Saved entries
_ _ _ _

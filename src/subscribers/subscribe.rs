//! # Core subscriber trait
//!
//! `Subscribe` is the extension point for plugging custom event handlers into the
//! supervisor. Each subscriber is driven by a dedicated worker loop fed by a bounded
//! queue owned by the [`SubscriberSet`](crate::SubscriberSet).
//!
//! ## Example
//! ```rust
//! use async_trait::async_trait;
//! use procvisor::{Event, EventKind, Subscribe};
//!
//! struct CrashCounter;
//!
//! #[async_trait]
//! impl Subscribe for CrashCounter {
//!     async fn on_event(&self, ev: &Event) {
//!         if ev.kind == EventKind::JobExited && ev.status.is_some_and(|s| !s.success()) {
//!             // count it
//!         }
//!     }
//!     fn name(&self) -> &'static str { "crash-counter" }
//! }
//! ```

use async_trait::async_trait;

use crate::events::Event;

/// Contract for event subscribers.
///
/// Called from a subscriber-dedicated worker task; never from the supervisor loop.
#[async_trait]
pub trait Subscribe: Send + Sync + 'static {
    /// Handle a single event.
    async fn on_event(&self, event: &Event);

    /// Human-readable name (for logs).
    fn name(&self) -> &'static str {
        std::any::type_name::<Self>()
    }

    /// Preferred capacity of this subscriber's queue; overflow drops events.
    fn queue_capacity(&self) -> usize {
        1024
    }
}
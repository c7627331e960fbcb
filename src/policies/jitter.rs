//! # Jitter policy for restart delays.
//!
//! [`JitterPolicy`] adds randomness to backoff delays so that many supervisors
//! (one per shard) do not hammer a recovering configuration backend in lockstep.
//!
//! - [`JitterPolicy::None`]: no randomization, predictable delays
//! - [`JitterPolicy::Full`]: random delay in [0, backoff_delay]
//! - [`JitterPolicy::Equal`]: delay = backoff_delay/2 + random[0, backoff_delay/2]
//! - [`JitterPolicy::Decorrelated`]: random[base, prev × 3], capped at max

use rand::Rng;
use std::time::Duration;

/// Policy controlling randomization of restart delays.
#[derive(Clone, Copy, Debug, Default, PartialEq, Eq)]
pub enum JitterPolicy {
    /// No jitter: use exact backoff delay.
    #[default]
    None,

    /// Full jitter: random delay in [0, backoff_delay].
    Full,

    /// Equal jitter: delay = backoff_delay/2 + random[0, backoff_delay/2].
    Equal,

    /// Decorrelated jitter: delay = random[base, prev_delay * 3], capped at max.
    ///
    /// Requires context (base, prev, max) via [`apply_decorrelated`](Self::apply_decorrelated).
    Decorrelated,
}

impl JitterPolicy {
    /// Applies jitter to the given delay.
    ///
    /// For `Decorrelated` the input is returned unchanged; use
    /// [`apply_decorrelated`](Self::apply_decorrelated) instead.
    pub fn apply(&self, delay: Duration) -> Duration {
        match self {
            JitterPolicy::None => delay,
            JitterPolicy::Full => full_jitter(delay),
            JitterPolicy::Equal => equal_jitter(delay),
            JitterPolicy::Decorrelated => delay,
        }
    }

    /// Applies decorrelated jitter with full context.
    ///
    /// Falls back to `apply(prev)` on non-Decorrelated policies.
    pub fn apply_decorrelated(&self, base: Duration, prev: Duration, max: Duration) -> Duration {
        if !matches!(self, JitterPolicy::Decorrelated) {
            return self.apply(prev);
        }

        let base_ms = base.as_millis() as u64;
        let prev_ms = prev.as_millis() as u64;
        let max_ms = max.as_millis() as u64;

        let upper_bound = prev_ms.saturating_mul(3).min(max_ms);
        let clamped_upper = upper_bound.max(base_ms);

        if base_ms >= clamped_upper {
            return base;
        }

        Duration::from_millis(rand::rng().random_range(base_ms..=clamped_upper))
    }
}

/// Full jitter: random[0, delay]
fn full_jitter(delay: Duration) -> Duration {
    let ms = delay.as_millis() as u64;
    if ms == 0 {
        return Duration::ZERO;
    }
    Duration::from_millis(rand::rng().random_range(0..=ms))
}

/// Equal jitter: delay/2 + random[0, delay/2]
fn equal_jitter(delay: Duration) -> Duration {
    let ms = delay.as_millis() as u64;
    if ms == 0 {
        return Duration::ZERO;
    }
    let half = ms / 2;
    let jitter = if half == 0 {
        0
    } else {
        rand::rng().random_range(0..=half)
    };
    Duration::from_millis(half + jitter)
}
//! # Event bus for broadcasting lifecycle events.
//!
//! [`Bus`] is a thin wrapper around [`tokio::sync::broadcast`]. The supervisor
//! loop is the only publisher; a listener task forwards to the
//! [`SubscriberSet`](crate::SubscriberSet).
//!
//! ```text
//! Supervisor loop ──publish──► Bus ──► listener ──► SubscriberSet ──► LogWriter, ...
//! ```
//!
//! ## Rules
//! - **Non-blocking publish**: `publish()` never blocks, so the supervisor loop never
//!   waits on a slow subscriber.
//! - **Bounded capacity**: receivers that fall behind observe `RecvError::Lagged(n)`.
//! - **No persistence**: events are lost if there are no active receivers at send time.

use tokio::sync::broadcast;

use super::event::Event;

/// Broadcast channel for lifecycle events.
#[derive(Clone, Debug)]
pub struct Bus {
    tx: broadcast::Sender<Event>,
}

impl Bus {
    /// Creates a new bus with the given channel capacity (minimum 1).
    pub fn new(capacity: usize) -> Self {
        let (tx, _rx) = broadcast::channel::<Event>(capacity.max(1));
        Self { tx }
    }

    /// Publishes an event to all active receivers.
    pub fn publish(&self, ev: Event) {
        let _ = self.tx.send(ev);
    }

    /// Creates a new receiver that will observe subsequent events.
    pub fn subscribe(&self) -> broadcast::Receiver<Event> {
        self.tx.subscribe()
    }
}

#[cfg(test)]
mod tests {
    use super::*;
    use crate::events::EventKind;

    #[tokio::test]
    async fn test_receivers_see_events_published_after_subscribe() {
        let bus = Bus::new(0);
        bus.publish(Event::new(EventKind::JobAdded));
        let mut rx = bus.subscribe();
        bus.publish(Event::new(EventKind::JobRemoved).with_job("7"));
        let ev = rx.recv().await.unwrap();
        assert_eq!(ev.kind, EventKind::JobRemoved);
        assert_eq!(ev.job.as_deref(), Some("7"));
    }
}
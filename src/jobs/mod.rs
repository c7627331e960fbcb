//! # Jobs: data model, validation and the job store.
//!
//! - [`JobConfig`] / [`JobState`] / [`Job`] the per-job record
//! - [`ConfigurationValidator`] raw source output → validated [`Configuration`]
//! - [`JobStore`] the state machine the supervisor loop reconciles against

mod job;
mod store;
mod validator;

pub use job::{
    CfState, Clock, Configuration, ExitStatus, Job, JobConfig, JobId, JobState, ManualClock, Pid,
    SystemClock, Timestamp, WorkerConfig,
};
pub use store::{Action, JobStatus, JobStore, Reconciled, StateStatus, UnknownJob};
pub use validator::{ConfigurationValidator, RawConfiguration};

_ _ _ _

• Problem description: Find the word "crate" in the entries and show each line where it is found.

• Finished task:
//! queue owned by the [`SubscriberSet`](crate::SubscriberSet).
use crate::events::Event;
//! [`SubscriberSet`](crate::SubscriberSet).
    use crate::events::EventKind;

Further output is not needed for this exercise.